*TASK DESCRIPTION:*
Across the listing below, how many lines contain the string "InvalidArgument"? Only the number is needed.

*EXCERPTED DATA:*

☆ ☆ ☆ ☆ ☆ ☆ ☆

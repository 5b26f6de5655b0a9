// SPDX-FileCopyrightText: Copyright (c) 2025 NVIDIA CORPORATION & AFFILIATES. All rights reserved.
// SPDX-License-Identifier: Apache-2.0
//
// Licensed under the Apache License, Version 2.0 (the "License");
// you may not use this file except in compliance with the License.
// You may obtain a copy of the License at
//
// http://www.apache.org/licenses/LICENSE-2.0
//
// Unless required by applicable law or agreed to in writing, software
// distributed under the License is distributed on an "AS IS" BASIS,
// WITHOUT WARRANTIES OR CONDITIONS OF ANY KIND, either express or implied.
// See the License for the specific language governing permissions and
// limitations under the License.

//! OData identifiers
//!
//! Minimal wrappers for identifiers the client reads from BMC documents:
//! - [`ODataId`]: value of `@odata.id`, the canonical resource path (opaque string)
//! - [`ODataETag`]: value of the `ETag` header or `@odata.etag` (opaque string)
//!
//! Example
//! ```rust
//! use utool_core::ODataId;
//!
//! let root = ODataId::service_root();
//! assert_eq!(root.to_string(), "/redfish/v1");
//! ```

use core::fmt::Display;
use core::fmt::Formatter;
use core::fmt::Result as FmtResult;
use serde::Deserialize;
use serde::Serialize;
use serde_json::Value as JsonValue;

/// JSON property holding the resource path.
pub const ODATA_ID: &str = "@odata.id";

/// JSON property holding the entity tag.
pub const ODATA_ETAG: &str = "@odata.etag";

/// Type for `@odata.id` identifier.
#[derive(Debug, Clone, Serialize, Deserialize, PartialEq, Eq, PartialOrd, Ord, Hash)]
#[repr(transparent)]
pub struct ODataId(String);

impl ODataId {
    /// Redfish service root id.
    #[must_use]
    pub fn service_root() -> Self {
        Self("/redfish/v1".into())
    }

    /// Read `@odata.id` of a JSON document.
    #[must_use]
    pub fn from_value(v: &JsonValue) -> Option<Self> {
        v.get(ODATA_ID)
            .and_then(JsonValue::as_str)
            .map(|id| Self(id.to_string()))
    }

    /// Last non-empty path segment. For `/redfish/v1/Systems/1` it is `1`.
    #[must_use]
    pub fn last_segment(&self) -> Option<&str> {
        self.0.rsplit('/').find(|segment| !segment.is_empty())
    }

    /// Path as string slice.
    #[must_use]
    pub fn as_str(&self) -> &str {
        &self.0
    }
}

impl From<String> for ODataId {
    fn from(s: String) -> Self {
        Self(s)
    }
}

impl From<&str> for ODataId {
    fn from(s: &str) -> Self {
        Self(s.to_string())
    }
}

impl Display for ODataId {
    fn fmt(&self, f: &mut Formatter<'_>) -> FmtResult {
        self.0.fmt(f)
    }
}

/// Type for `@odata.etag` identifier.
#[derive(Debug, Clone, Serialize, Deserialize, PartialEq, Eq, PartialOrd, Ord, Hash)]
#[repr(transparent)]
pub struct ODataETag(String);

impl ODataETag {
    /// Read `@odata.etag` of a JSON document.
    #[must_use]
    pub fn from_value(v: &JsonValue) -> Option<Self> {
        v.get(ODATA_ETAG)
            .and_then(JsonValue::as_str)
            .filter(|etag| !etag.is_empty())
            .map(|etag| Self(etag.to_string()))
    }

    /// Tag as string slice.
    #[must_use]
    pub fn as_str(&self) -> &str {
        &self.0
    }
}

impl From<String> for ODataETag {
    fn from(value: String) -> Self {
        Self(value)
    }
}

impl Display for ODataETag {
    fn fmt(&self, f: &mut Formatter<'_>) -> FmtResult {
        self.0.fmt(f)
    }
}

☆ ☆ ☆ ☆ ☆ ☆ ☆

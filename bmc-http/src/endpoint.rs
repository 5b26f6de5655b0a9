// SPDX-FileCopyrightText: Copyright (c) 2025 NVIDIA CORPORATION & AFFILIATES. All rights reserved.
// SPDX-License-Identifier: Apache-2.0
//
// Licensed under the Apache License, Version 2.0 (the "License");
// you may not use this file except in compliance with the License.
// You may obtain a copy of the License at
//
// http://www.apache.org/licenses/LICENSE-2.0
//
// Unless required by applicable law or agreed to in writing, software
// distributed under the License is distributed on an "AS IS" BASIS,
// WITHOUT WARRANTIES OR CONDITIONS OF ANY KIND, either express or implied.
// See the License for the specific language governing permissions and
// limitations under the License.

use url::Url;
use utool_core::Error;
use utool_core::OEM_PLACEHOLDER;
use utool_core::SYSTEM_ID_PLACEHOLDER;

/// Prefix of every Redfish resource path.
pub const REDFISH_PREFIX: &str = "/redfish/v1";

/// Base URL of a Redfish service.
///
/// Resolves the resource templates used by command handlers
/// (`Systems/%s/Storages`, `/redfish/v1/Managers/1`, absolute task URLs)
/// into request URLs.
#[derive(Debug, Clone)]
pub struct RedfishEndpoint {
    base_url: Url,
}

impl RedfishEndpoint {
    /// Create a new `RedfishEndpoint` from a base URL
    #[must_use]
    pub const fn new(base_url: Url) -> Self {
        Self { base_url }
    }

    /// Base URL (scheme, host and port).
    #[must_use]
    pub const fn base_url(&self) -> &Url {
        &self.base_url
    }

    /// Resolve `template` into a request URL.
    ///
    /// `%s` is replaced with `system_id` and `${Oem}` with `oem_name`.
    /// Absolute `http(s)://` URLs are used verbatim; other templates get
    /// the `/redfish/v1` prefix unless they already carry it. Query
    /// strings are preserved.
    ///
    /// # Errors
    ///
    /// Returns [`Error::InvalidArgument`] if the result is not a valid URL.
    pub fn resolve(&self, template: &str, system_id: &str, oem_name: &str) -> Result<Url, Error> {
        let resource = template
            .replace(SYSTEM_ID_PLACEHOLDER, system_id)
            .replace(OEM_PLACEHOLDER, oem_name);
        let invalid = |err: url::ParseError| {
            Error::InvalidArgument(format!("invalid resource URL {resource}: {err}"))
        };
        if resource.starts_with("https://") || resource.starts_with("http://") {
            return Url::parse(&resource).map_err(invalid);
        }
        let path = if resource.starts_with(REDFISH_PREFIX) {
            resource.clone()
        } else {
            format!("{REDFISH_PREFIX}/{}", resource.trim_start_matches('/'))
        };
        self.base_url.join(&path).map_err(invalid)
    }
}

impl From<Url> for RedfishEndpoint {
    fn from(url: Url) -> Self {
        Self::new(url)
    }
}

☆ ☆ ☆ ☆ ☆ ☆ ☆

*TASK SOLUTION:*
2